Il Pd senza bussola

Mercoledì, 6 aprile 2011 - 11:54:00

Di Renato Palma

Rosy Bindi il 31 marzo ha rilasciato un’intervista nella quale sosteneva: “Dobbiamo abbandonare il parlamento, ormai è una dittatura della maggioranza.” Il giornalista ha raccolto lo sfogo della Bindi senza tentare di decifrarlo, né tanto meno di commentarlo. Ecco ciò che ha detto la presidente del PD. 1.“Mai più una settimana tranquilla in Parlamento.” Questo significa che finalmente l’onorevole Bindi ammette quello che tutti sospettavamo, e cioè che fino ad oggi gli onorevoli del PD hanno vissuto una piacevole parentesi parlamentare, ora sostenendo, ora approvando ora astenendosi, qualche volta assentandosi. Il discorso della loro presidente suona come un avviso: fine della ricreazione! Si comincia a lavorare. Qualcuno vuol essere così ardito da ricordare all’onorevole presidente che nel frattempo sono passate decine di leggi ad personam e che il conflitto di interessi non comincia da domani? 2.“Mai più una qualsiasi forma di collaborazione con la maggioranza.” Non mi pare che sia la prima volta che sento fare questa affermazione.

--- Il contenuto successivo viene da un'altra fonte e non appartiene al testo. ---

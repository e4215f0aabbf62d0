//! Shutdown signal handling.

use tokio::signal;

/// Resolves when the process receives Ctrl-C or, on Unix, SIGTERM.
pub async fn shutdown_signal() {
    let ctrl_c = async {
        let _ = signal::ctrl_c().await;
    };

    #[cfg(unix)]
    let terminate = async {
        match signal::unix::signal(signal::unix::SignalKind::terminate()) {
            Ok(mut stream) => {
                stream.recv().await;
            }
            Err(_) => std::future::pending::<()>().await,
        }
    };

    #[cfg(not(unix))]
    let terminate = std::future::pending::<()>();

    tokio::select! {
        _ = ctrl_c => {},
        _ = terminate => {},
    }
}
//! UseCase: client connection.
//!
//! Runs when a WebSocket upgrade completes: allocates the connection id,
//! registers the client with its target room (creating the room on first
//! join), and announces the arrival to the room.

use std::net::SocketAddr;
use std::sync::Arc;

use serde_json::json;
use tokio::sync::{mpsc, watch};
use tracing::info;

use crate::common::time::now_millis;
use crate::domain::{ConnectionId, Envelope, Member, RoomName, Timestamp};
use crate::infrastructure::registry::{BroadcastOpts, MemberHandle, Outbound, Room, RoomGroup};

use super::disconnect_client::evict_overflowed;

/// Everything known about a connection at upgrade time.
pub struct ConnectParams {
    /// Target room; `None` lands the client in the null room
    pub room: Option<RoomName>,
    pub remote_addr: Option<SocketAddr>,
    pub user_agent: Option<String>,
    pub referer: Option<String>,
    /// Session id recovered from a verified identity cookie
    pub session_id: Option<String>,
    /// The client's bounded send queue
    pub sender: mpsc::Sender<Outbound>,
    /// Out-of-band close signal for queue-overflow eviction
    pub close: watch::Sender<Option<u16>>,
}

/// A registered connection.
pub struct ConnectedClient {
    pub uid: ConnectionId,
    pub room: Arc<Room>,
}

/// Client connection use case.
pub struct ConnectClientUseCase {
    group: Arc<RoomGroup>,
}

impl ConnectClientUseCase {
    pub fn new(group: Arc<RoomGroup>) -> Self {
        Self { group }
    }

    /// Register the connection and emit the `joined` presence event.
    pub async fn execute(&self, params: ConnectParams) -> ConnectedClient {
        let uid = self.group.next_connection_id();
        let mut member = Member::new(uid, Timestamp::new(now_millis()));
        member.remote_addr = params.remote_addr;
        member.user_agent = params.user_agent;
        member.referer = params.referer;
        member.session_id = params.session_id;
        let nick = member.nick.clone();

        let handle = MemberHandle::new(member, params.sender, params.close);
        let (room, inserted) = self.group.join(params.room.as_ref(), handle).await;

        info!(
            uid = %uid,
            room = room.name().map(|n| n.as_str()).unwrap_or("<null>"),
            remote = ?params.remote_addr,
            "client connected"
        );

        // The joining client receives its own `joined` broadcast; that is
        // how it learns its uid. The null room has no presence.
        if inserted && !room.is_null() {
            let presence = Envelope::of("joined")
                .from_server()
                .with_data(json!({"uid": uid.to_string(), "nick": nick.as_str()}));
            if let Ok(outcome) = room.broadcast(presence, BroadcastOpts::server()).await {
                evict_overflowed(&self.group, &room, outcome.overflowed).await;
            }
        }

        ConnectedClient { uid, room }
    }
}
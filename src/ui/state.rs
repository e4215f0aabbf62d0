//! Shared application state.

use std::sync::Arc;

use crate::config::ServerConfig;
use crate::infrastructure::fileprod::ProducerChain;
use crate::infrastructure::registry::RoomGroup;
use crate::infrastructure::token::TokenSigner;

use super::hooks::HookRegistry;
use super::http_log::AccessLogWriter;

/// Process singletons, initialized during startup and never reinitialized.
pub struct AppState {
    pub config: ServerConfig,
    /// Live room registry and id allocator
    pub group: Arc<RoomGroup>,
    /// File producer pipeline for the static surface
    pub producers: Arc<ProducerChain>,
    /// Ordered request hooks consulted by the fallback
    pub hooks: Arc<HookRegistry>,
    /// Identity cookie signer
    pub signer: Arc<TokenSigner>,
    /// HTTP access log sink
    pub http_log: AccessLogWriter,
}
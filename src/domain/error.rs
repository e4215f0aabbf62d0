//! Domain layer error definitions.

use thiserror::Error;

/// Errors related to Value Objects validation
#[derive(Debug, Error, Clone, PartialEq, Eq)]
pub enum ValueObjectError {
    /// Room name rejected by the room-name grammar
    #[error("room name must start with a letter and end with a letter or digit (got: {0:?})")]
    RoomNameInvalid(String),

    /// Nick too long error
    #[error("nick cannot exceed {max} characters (got {actual})")]
    NickTooLong { max: usize, actual: usize },

    /// Nick contains control characters
    #[error("nick cannot contain control characters")]
    NickControlChars,

    /// Connection identifier is not a decimal 64-bit value
    #[error("connection id must be a decimal 64-bit value (got: {0:?})")]
    ConnectionIdInvalid(String),
}

/// Errors related to Room and RoomGroup operations
#[derive(Debug, Error, Clone, PartialEq, Eq)]
pub enum RoomError {
    /// The operation needs a named room (e.g. broadcasting into the null room)
    #[error("no such room")]
    NoSuchRoom,

    /// Unicast target is not a member of the room
    #[error("no such member: {0}")]
    NoSuchMember(String),
}

/// Errors produced while decoding an inbound wire envelope
#[derive(Debug, Error)]
pub enum EnvelopeError {
    /// Frame is not a JSON object carrying the reserved envelope fields
    #[error("malformed envelope: {0}")]
    Malformed(#[from] serde_json::Error),
}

Cosa dovrebbe indurre gli elettori a crederci, questa volta? 3.“Avevo difeso l’astensione del PD sul federalismo regionale. Adesso dico: è stato un errore. Un errore grave. Un lusso che non possiamo permetterci.” In effetti l’ultimo atto è stato un errore veramente grave. In molti si erano accorti che non conviene fare patti cedendo solo nella speranza di ottenere non si sa cosa (16/02/2011 affari Italiani Se Robin Hood fa accordi con lo sceriffo).

Possibile che i responsabili del PD siano così a corto di capacità di analisi, o di valori, da arrivare a capire che cosa si può fare e che cosa non è consigliabile con Berlusconi? Non avevano preso ancora abbastanza fregature? 4.“Basta concessioni a Berlusconi.” Questa poi è un’affermazione fortissima. Si dice basta ad una cosa che si è fatta. Dunque il PD ha fatto concessioni a Berlusconi. I suoi elettori se ne erano già accorti, ma ora hanno la conferma da parte del loro presidente. Sicuri, i deputati di opposizione, di avere avuto un mandato per farlo? 5.“Altrimenti non comunichiamo alla gente la nostra battaglia contro il premier.” Appunto, in molti si erano accorti che la battaglia contro il premier era solo nei loro desideri. 6.“Anche D’Alema pensa a una risposta straordinaria.” Questo è uno scoop. Dunque D’Alema pensa. Non solo, ma sono anni che sta per partorire una risposta straordinaria. Tranquilli, però. Non è questo il momento: sta ancora pensando. Nel frattempo è di buon umore e dispensa battute. L’onorevole Presidente poi dice: 7. “Abbiamo bisogno di organizzare scientificamente la vita parlamentare e le iniziative nel Paese.” E aggiunge: “Non abbiamo un’idea su questo salto di qualità. Dobbiamo parlarne insieme. Poi agire” Ma che hanno fatto in tutti questi anni? Di cosa hanno parlato, di cosa si sono occupati? Nessuno li ha informati del disastro nel quale stavamo precipitando durante il loro sonno? Hanno la coscienza a posto? Hanno fatto tutto quello che dovevano? La risposta della Bindi è no. Abbiamo sbagliato, non ci siamo organizzati, non ne abbiamo parlato. Siamo stati colti di sorpresa da vent’anni di Berlusconismo.

Siamo sicuri che siano adatti a fare il lavoro che fanno? Non hanno strategie, non hanno idee, non hanno alternative da proporre. In situazioni analoghe chiunque si farebbe da parte, ammetterebbe le proprie responsabilità. Si scuserebbe e toglierebbe il disturbo. Loro no. Vogliono cominciare dalla settimana prossima. Si sentono persino soli. Conclude la Bindi: “Siamo passati dal milione di donne in piazza al silenzio. Non deve più accadere.” L’onorevole Bindi non si è accorta nemmeno che nel corso degli ultimi vent’anni i cittadini hanno più volte provato a far sentire la loro voce e sono stati tacitati proprio dagli apparati del suo partito. Il problema è sempre lo stesso: la democrazia non è garantita dalla maggioranza, ma dalla capacità dell’opposizione di far rispettare i suoi valori fondamentali. Sveglia stampa, lascia perdere le bravate di B. e stai un po’ più addosso a chi deve contenerlo nei limiti della dialettica democratica.